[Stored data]

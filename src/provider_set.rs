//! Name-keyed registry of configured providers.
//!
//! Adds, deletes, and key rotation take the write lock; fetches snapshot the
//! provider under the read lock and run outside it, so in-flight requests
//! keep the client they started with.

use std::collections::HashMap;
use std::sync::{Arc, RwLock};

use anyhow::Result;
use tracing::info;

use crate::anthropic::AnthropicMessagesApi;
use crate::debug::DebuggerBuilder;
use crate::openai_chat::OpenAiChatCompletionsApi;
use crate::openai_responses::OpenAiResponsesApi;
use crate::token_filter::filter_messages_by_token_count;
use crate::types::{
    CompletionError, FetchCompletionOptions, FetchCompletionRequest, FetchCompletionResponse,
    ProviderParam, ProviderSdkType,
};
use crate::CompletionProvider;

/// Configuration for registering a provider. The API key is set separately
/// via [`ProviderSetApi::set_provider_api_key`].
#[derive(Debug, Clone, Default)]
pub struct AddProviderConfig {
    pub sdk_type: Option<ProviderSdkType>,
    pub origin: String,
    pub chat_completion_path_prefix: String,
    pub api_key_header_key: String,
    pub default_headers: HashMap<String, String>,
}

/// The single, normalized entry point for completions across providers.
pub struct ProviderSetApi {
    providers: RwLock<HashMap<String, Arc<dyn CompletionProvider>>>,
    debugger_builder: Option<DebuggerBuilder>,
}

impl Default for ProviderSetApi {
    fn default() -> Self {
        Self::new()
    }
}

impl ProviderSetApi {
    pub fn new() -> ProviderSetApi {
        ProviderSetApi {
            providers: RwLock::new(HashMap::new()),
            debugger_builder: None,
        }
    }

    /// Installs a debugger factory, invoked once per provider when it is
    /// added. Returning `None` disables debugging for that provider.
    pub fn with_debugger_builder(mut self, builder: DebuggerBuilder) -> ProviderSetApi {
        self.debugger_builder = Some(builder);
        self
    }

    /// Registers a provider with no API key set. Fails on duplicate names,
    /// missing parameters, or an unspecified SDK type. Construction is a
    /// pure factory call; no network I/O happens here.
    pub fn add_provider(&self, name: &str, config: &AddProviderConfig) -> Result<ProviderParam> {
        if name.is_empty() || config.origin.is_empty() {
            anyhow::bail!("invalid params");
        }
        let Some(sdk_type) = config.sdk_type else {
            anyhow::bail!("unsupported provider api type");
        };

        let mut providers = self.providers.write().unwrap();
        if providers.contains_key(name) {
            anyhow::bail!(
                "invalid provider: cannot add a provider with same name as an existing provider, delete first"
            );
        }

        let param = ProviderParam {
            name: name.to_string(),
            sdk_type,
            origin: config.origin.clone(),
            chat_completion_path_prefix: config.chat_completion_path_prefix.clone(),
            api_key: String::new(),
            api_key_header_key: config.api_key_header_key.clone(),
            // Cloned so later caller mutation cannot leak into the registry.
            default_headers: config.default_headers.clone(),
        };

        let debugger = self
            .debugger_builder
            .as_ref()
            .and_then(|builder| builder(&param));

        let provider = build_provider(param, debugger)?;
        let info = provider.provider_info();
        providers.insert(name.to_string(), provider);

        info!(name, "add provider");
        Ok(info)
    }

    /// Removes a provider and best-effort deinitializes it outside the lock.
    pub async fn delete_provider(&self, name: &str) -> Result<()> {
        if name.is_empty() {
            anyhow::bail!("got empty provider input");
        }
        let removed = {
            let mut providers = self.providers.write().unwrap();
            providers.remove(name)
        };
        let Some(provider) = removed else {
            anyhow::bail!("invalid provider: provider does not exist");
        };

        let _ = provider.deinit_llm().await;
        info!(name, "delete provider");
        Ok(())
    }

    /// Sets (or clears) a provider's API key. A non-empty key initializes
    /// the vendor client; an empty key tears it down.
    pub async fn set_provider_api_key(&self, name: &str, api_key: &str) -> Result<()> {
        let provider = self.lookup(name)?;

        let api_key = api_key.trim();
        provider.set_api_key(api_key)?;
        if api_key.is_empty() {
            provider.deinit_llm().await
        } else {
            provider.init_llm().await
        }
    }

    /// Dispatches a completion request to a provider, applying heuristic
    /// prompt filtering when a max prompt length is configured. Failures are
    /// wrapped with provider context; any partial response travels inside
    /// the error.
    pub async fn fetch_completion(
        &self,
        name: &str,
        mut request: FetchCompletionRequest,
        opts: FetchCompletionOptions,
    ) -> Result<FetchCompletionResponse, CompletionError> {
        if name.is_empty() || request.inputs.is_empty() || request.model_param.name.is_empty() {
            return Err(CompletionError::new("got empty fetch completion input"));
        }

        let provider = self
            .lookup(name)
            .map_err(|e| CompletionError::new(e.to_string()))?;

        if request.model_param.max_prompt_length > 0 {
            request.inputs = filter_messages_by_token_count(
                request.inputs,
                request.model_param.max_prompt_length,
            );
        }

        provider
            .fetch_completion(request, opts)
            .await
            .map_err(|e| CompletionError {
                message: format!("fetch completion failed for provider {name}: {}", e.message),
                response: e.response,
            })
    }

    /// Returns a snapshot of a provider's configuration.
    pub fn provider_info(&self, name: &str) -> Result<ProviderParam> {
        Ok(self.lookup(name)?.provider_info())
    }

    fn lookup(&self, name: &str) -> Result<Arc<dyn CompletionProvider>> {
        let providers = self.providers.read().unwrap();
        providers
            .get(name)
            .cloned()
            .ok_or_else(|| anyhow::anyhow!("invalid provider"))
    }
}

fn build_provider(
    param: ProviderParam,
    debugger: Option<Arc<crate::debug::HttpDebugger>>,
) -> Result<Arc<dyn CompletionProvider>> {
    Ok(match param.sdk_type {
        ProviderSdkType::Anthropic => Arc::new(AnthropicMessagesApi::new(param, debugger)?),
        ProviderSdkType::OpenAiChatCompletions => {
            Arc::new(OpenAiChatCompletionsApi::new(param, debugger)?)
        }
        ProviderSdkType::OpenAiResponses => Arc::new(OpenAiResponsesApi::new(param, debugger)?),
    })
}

**Exercise requirements:**
All the lines above need to be printed again, exactly.

**Solution:**
filename src/provider_set.rs
//! Name-keyed registry of configured providers.
//!
//! Adds, deletes, and key rotation take the write lock; fetches snapshot the
//! provider under the read lock and run outside it, so in-flight requests
//! keep the client they started with.

use std::collections::HashMap;
use std::sync::{Arc, RwLock};

use anyhow::Result;
use tracing::info;

use crate::anthropic::AnthropicMessagesApi;
use crate::debug::DebuggerBuilder;
use crate::openai_chat::OpenAiChatCompletionsApi;
use crate::openai_responses::OpenAiResponsesApi;
use crate::token_filter::filter_messages_by_token_count;
use crate::types::{
    CompletionError, FetchCompletionOptions, FetchCompletionRequest, FetchCompletionResponse,
    ProviderParam, ProviderSdkType,
};
use crate::CompletionProvider;

/// Configuration for registering a provider. The API key is set separately
/// via [`ProviderSetApi::set_provider_api_key`].
#[derive(Debug, Clone, Default)]
pub struct AddProviderConfig {
    pub sdk_type: Option<ProviderSdkType>,
    pub origin: String,
    pub chat_completion_path_prefix: String,
    pub api_key_header_key: String,
    pub default_headers: HashMap<String, String>,
}

/// The single, normalized entry point for completions across providers.
pub struct ProviderSetApi {
    providers: RwLock<HashMap<String, Arc<dyn CompletionProvider>>>,
    debugger_builder: Option<DebuggerBuilder>,
}

impl Default for ProviderSetApi {
    fn default() -> Self {
        Self::new()
    }
}

impl ProviderSetApi {
    pub fn new() -> ProviderSetApi {
        ProviderSetApi {
            providers: RwLock::new(HashMap::new()),
            debugger_builder: None,
        }
    }

    /// Installs a debugger factory, invoked once per provider when it is
    /// added. Returning `None` disables debugging for that provider.
    pub fn with_debugger_builder(mut self, builder: DebuggerBuilder) -> ProviderSetApi {
        self.debugger_builder = Some(builder);
        self
    }

    /// Registers a provider with no API key set. Fails on duplicate names,
    /// missing parameters, or an unspecified SDK type. Construction is a
    /// pure factory call; no network I/O happens here.
    pub fn add_provider(&self, name: &str, config: &AddProviderConfig) -> Result<ProviderParam> {
        if name.is_empty() || config.origin.is_empty() {
            anyhow::bail!("invalid params");
        }
        let Some(sdk_type) = config.sdk_type else {
            anyhow::bail!("unsupported provider api type");
        };

        let mut providers = self.providers.write().unwrap();
        if providers.contains_key(name) {
            anyhow::bail!(
                "invalid provider: cannot add a provider with same name as an existing provider, delete first"
            );
        }

        let param = ProviderParam {
            name: name.to_string(),
            sdk_type,
            origin: config.origin.clone(),
            chat_completion_path_prefix: config.chat_completion_path_prefix.clone(),
            api_key: String::new(),
            api_key_header_key: config.api_key_header_key.clone(),
            // Cloned so later caller mutation cannot leak into the registry.
            default_headers: config.default_headers.clone(),
        };

        let debugger = self
            .debugger_builder
            .as_ref()
            .and_then(|builder| builder(&param));

        let provider = build_provider(param, debugger)?;
        let info = provider.provider_info();
        providers.insert(name.to_string(), provider);

        info!(name, "add provider");
        Ok(info)
    }

    /// Removes a provider and best-effort deinitializes it outside the lock.
    pub async fn delete_provider(&self, name: &str) -> Result<()> {
        if name.is_empty() {
            anyhow::bail!("got empty provider input");
        }
        let removed = {
            let mut providers = self.providers.write().unwrap();
            providers.remove(name)
        };
        let Some(provider) = removed else {
            anyhow::bail!("invalid provider: provider does not exist");
        };

        let _ = provider.deinit_llm().await;
        info!(name, "delete provider");
        Ok(())
    }

    /// Sets (or clears) a provider's API key. A non-empty key initializes
    /// the vendor client; an empty key tears it down.
    pub async fn set_provider_api_key(&self, name: &str, api_key: &str) -> Result<()> {
        let provider = self.lookup(name)?;

        let api_key = api_key.trim();
        provider.set_api_key(api_key)?;
        if api_key.is_empty() {
            provider.deinit_llm().await
        } else {
            provider.init_llm().await
        }
    }

    /// Dispatches a completion request to a provider, applying heuristic
    /// prompt filtering when a max prompt length is configured. Failures are
    /// wrapped with provider context; any partial response travels inside
    /// the error.
    pub async fn fetch_completion(
        &self,
        name: &str,
        mut request: FetchCompletionRequest,
        opts: FetchCompletionOptions,
    ) -> Result<FetchCompletionResponse, CompletionError> {
        if name.is_empty() || request.inputs.is_empty() || request.model_param.name.is_empty() {
            return Err(CompletionError::new("got empty fetch completion input"));
        }

        let provider = self
            .lookup(name)
            .map_err(|e| CompletionError::new(e.to_string()))?;

        if request.model_param.max_prompt_length > 0 {
            request.inputs = filter_messages_by_token_count(
                request.inputs,
                request.model_param.max_prompt_length,
            );
        }

        provider
            .fetch_completion(request, opts)
            .await
            .map_err(|e| CompletionError {
                message: format!("fetch completion failed for provider {name}: {}", e.message),
                response: e.response,
            })
    }

    /// Returns a snapshot of a provider's configuration.
    pub fn provider_info(&self, name: &str) -> Result<ProviderParam> {
        Ok(self.lookup(name)?.provider_info())
    }

    fn lookup(&self, name: &str) -> Result<Arc<dyn CompletionProvider>> {
        let providers = self.providers.read().unwrap();
        providers
            .get(name)
            .cloned()
            .ok_or_else(|| anyhow::anyhow!("invalid provider"))
    }
}

fn build_provider(
    param: ProviderParam,
    debugger: Option<Arc<crate::debug::HttpDebugger>>,
) -> Result<Arc<dyn CompletionProvider>> {
    Ok(match param.sdk_type {
        ProviderSdkType::Anthropic => Arc::new(AnthropicMessagesApi::new(param, debugger)?),
        ProviderSdkType::OpenAiChatCompletions => {
            Arc::new(OpenAiChatCompletionsApi::new(param, debugger)?)
        }
        ProviderSdkType::OpenAiResponses => Arc::new(OpenAiResponsesApi::new(param, debugger)?),
    })
}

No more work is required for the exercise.